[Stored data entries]
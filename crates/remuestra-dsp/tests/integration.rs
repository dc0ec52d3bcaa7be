//! End-to-end conversion scenarios for remuestra-dsp.
//!
//! These tests drive complete pipelines (generator or buffer source,
//! SSRC, optionally mixer and dither) and verify signal-level outcomes:
//! frame accounting, tone amplitudes via projection, stop-band attenuation
//! via direct DFT probes, and the equivalence of the partitioned
//! convolution path.

use remuestra_core::{shared, FormatTag, OutletProvider, SharedOutlet, StreamFormat};
use remuestra_dsp::{
    collect, ChannelMixer, Dither, ImpulseGenerator, Quantizer, Ssrc, SsrcParams, VecSource,
};

fn sine(n: usize, freq: f64, fs: f64, amp: f64) -> Vec<f64> {
    (0..n)
        .map(|i| amp * (2.0 * std::f64::consts::PI * freq * i as f64 / fs).sin())
        .collect()
}

/// Magnitude of `signal` at `freq` via a direct DFT probe.
fn probe(signal: &[f64], freq: f64, fs: f64) -> f64 {
    let w = 2.0 * std::f64::consts::PI * freq / fs;
    let mut re = 0.0;
    let mut im = 0.0;
    for (i, &s) in signal.iter().enumerate() {
        re += s * (w * i as f64).cos();
        im += s * (w * i as f64).sin();
    }
    2.0 * re.hypot(im) / signal.len() as f64
}

/// Least-squares tone amplitude plus the RMS of what the fit leaves.
fn tone_fit(signal: &[f64], freq: f64, fs: f64) -> (f64, f64) {
    let w = 2.0 * std::f64::consts::PI * freq / fs;
    let n = signal.len() as f64;
    let mut a = 0.0;
    let mut b = 0.0;
    for (i, &s) in signal.iter().enumerate() {
        a += s * (w * i as f64).sin();
        b += s * (w * i as f64).cos();
    }
    a *= 2.0 / n;
    b *= 2.0 / n;
    let mut residual = 0.0;
    for (i, &s) in signal.iter().enumerate() {
        let fit = a * (w * i as f64).sin() + b * (w * i as f64).cos();
        residual += (s - fit) * (s - fit);
    }
    (a.hypot(b), (residual / n).sqrt())
}

fn collect_i32(outlet: &mut dyn remuestra_core::Outlet<i32>) -> Vec<i32> {
    let mut all = Vec::new();
    let mut buf = [0i32; 4096];
    loop {
        let n = outlet.read(&mut buf);
        if n == 0 {
            break;
        }
        all.extend_from_slice(&buf[..n]);
    }
    all
}

// ============================================================================
// 1. Frame accounting and quantized silence (44.1 kHz -> 48 kHz, 16-bit)
// ============================================================================

#[test]
fn silence_converts_to_quantized_silence() {
    let n = 44100;
    let params = SsrcParams {
        log2_dft_len: 14,
        aa: 145.0,
        guard: 2.0,
        ..SsrcParams::default()
    };
    let ssrc = Ssrc::<f64>::new(
        shared(VecSource::new(vec![0.0f64; n])),
        44100,
        48000,
        &params,
    )
    .unwrap();
    let mut dither = Dither::with_shaper(
        shared(ssrc),
        Quantizer::for_bits(16).unwrap(),
        48000,
        98,
        Dither::<f64>::triangular_rng(42),
    )
    .unwrap();
    let out = collect_i32(&mut dither);

    // One second of input yields at least one second of output; the
    // convolution tail rings past it.
    assert!(out.len() >= 48000, "only {} frames", out.len());
    assert!(out.len() < 48000 + 8000, "tail too long: {}", out.len());

    // Dithered silence stays within a couple of LSB and carries no DC.
    assert!(out.iter().all(|&v| v.abs() <= 2));
    let dc = out.iter().map(|&v| v as f64).sum::<f64>() / out.len() as f64;
    assert!(dc.abs() < 0.5, "DC offset {dc} LSB");
}

// ============================================================================
// 2. Tone fidelity on a high-quality downsample (96 kHz -> 44.1 kHz)
// ============================================================================

#[test]
fn downsampled_tone_keeps_its_level() {
    let input = sine(96000, 440.0, 96000.0, 0.5);
    let params = SsrcParams {
        log2_dft_len: 16,
        aa: 170.0,
        guard: 4.0,
        ..SsrcParams::default()
    };
    let ssrc = Ssrc::<f64>::new(shared(VecSource::new(input)), 96000, 44100, &params).unwrap();
    let out = collect(&shared(ssrc), 8192);
    assert!(out.len() >= 44100);

    // 440 Hz is periodic in 2205 samples at 44.1 kHz; a window of whole
    // periods makes the projection exact.
    let window = &out[4410..4410 + 2205 * 12];
    let (amp, residual) = tone_fit(window, 440.0, 44100.0);
    // Within 0.02 dB of -6 dBFS.
    assert!((amp - 0.5).abs() < 0.0012, "tone amplitude {amp}");
    assert!(residual < 1e-6, "distortion residual {residual}");
}

// ============================================================================
// 3. Stop-band attenuation of an upsampled impulse (44.1 kHz -> 96 kHz)
// ============================================================================

#[test]
fn upsampled_impulse_spectrum_is_clean() {
    // A single unit impulse through the converter produces its combined
    // impulse response; everything above the source Nyquist is imaging
    // residue the filters must keep below the design attenuation.
    // Trailing zeros after the pulse keep the full ring-out inside the
    // output window.
    let fmt = StreamFormat::new(FormatTag::IeeeFloat, 1, 44100, 32);
    let gen = ImpulseGenerator::<f64>::new(fmt, 1.0, 8192, 12288);
    let params = SsrcParams {
        log2_dft_len: 14,
        aa: 145.0,
        guard: 2.0,
        ..SsrcParams::default()
    };
    let ssrc = Ssrc::<f64>::new(gen.outlet(0), 44100, 96000, &params).unwrap();
    let out = collect(&shared(ssrc), 8192);

    let reference = probe(&out, 1000.0, 96000.0);
    for stop_freq in [23000.0, 30000.0, 44000.0] {
        let leak = probe(&out, stop_freq, 96000.0);
        let att = -20.0 * (leak / reference).log10();
        assert!(
            att > 135.0,
            "stop band at {stop_freq} Hz only {att:.1} dB down"
        );
    }
}

// ============================================================================
// 4. Anti-phase stereo collapses to digital zero through the mixer
// ============================================================================

struct Stereo {
    outlets: Vec<SharedOutlet<f64>>,
}

impl OutletProvider<f64> for Stereo {
    fn outlet(&self, channel: u32) -> SharedOutlet<f64> {
        self.outlets[channel as usize].clone()
    }

    fn format(&self) -> StreamFormat {
        StreamFormat::new(FormatTag::IeeeFloat, 2, 44100, 32)
    }
}

#[test]
fn antiphase_downmix_is_exactly_zero() {
    let a = sine(22050, 997.0, 44100.0, 0.8);
    let neg: Vec<f64> = a.iter().map(|v| -v).collect();
    let stereo = Stereo {
        outlets: vec![shared(VecSource::new(a)), shared(VecSource::new(neg))],
    };
    let mixer = ChannelMixer::new(&stereo, vec![vec![0.5, 0.5]]).unwrap();

    // Resample the mono mix; zero in, zero out.
    let params = SsrcParams {
        log2_dft_len: 10,
        ..SsrcParams::default()
    };
    let ssrc = Ssrc::<f64>::new(mixer.outlet(0), 44100, 48000, &params).unwrap();
    let out = collect(&shared(ssrc), 4096);
    assert!(!out.is_empty());
    assert!(out.iter().all(|&v| v == 0.0));
}

#[test]
fn mixing_is_linear() {
    let x = sine(4000, 313.0, 44100.0, 0.4);
    let y = sine(4000, 1021.0, 44100.0, 0.3);
    let (alpha, beta) = (0.7, -1.3);

    let mix = |l: Vec<f64>, r: Vec<f64>| -> Vec<f64> {
        let stereo = Stereo {
            outlets: vec![shared(VecSource::new(l)), shared(VecSource::new(r))],
        };
        let mixer = ChannelMixer::new(&stereo, vec![vec![0.25, 0.75]]).unwrap();
        collect(&mixer.outlet(0), 512)
    };

    let combined: Vec<f64> = x
        .iter()
        .zip(y.iter())
        .map(|(a, b)| alpha * a + beta * b)
        .collect();
    let lhs = mix(combined.clone(), combined);
    let sep_x = mix(x.clone(), x);
    let sep_y = mix(y.clone(), y);
    for i in 0..lhs.len() {
        let rhs = alpha * sep_x[i] + beta * sep_y[i];
        assert!((lhs[i] - rhs).abs() < 1e-12, "frame {i}");
    }
}

// ============================================================================
// 5. Partitioned convolution equals the monolithic filter in a full chain
// ============================================================================

#[test]
fn partitioned_conversion_matches_monolithic() {
    let input = sine(48000, 1234.0, 48000.0, 0.9);

    let run = |log2_min: Option<u32>| -> Vec<f64> {
        let params = SsrcParams {
            log2_dft_len: 12,
            log2_min_dft_len: log2_min,
            ..SsrcParams::default()
        };
        let ssrc = Ssrc::<f64>::new(
            shared(VecSource::new(input.clone())),
            48000,
            96000,
            &params,
        )
        .unwrap();
        collect(&shared(ssrc), 8192)
    };

    let mono = run(None);
    let part = run(Some(8));
    assert_eq!(mono.len(), part.len());
    for (i, (a, b)) in mono.iter().zip(part.iter()).enumerate() {
        assert!((a - b).abs() < 1e-6, "sample {i}: {a} vs {b}");
    }
}

// ============================================================================
// 6. Minimum phase front-loads the impulse response
// ============================================================================

#[test]
fn minimum_phase_response_arrives_early() {
    let mut impulse = vec![0.0f64; 4096];
    impulse[0] = 1.0;

    let run = |min_phase: bool| -> Vec<f64> {
        let params = SsrcParams {
            log2_dft_len: 12,
            min_phase,
            ..SsrcParams::default()
        };
        let ssrc = Ssrc::<f64>::new(
            shared(VecSource::new(impulse.clone())),
            48000,
            96000,
            &params,
        )
        .unwrap();
        collect(&shared(ssrc), 4096)
    };

    let peak_index = |v: &[f64]| -> usize {
        v.iter()
            .enumerate()
            .max_by(|(_, a), (_, b)| a.abs().partial_cmp(&b.abs()).unwrap())
            .map(|(i, _)| i)
            .unwrap()
    };

    let linear = run(false);
    let minimum = run(true);
    let linear_peak = peak_index(&linear);
    let minimum_peak = peak_index(&minimum);
    assert!(
        minimum_peak * 4 < linear_peak,
        "minimum-phase peak at {minimum_peak}, linear at {linear_peak}"
    );

    // Nearly all of the energy sits in the leading half of the
    // minimum-phase response.
    let total: f64 = minimum.iter().map(|v| v * v).sum();
    let head: f64 = minimum[..minimum.len() / 2].iter().map(|v| v * v).sum();
    assert!(head / total > 0.99, "head energy {}", head / total);
}

// ============================================================================
// 7. Dither keeps hot signals inside the clip range end to end
// ============================================================================

#[test]
fn hot_signal_survives_conversion_and_dither() {
    // 0 dBFS input overshoots slightly after resampling; the dither stage
    // must clip without letting the error feedback run away.
    let input = sine(44100, 997.0, 44100.0, 1.0);
    let params = SsrcParams {
        log2_dft_len: 12,
        ..SsrcParams::default()
    };
    let ssrc = Ssrc::<f64>::new(shared(VecSource::new(input)), 44100, 48000, &params).unwrap();
    let mut dither = Dither::with_shaper(
        shared(ssrc),
        Quantizer::for_bits(16).unwrap(),
        48000,
        98,
        Dither::<f64>::triangular_rng(1),
    )
    .unwrap();
    let out = collect_i32(&mut dither);
    assert!(out.len() > 48000);
    assert!(out.iter().all(|&v| (-32768..=32767).contains(&v)));

    // The tone is still there at roughly full scale.
    let floats: Vec<f64> = out.iter().map(|&v| v as f64 / 32767.0).collect();
    let window = &floats[4800..4800 + 32000];
    let (amp, _) = tone_fit(window, 997.0, 48000.0);
    assert!((amp - 1.0).abs() < 0.01, "tone amplitude {amp}");
}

◆ **What you will do**:
Every line above from the line with "the fit leaves." to the line with "a += s * (w * i as f64).sin();" is wanted, ends included; write them out exactly and add no other line.

◆ **Answer box**:
/// Least-squares tone amplitude plus the RMS of what the fit leaves.
fn tone_fit(signal: &[f64], freq: f64, fs: f64) -> (f64, f64) {
    let w = 2.0 * std::f64::consts::PI * freq / fs;
    let n = signal.len() as f64;
    let mut a = 0.0;
    let mut b = 0.0;
    for (i, &s) in signal.iter().enumerate() {
        a += s * (w * i as f64).sin();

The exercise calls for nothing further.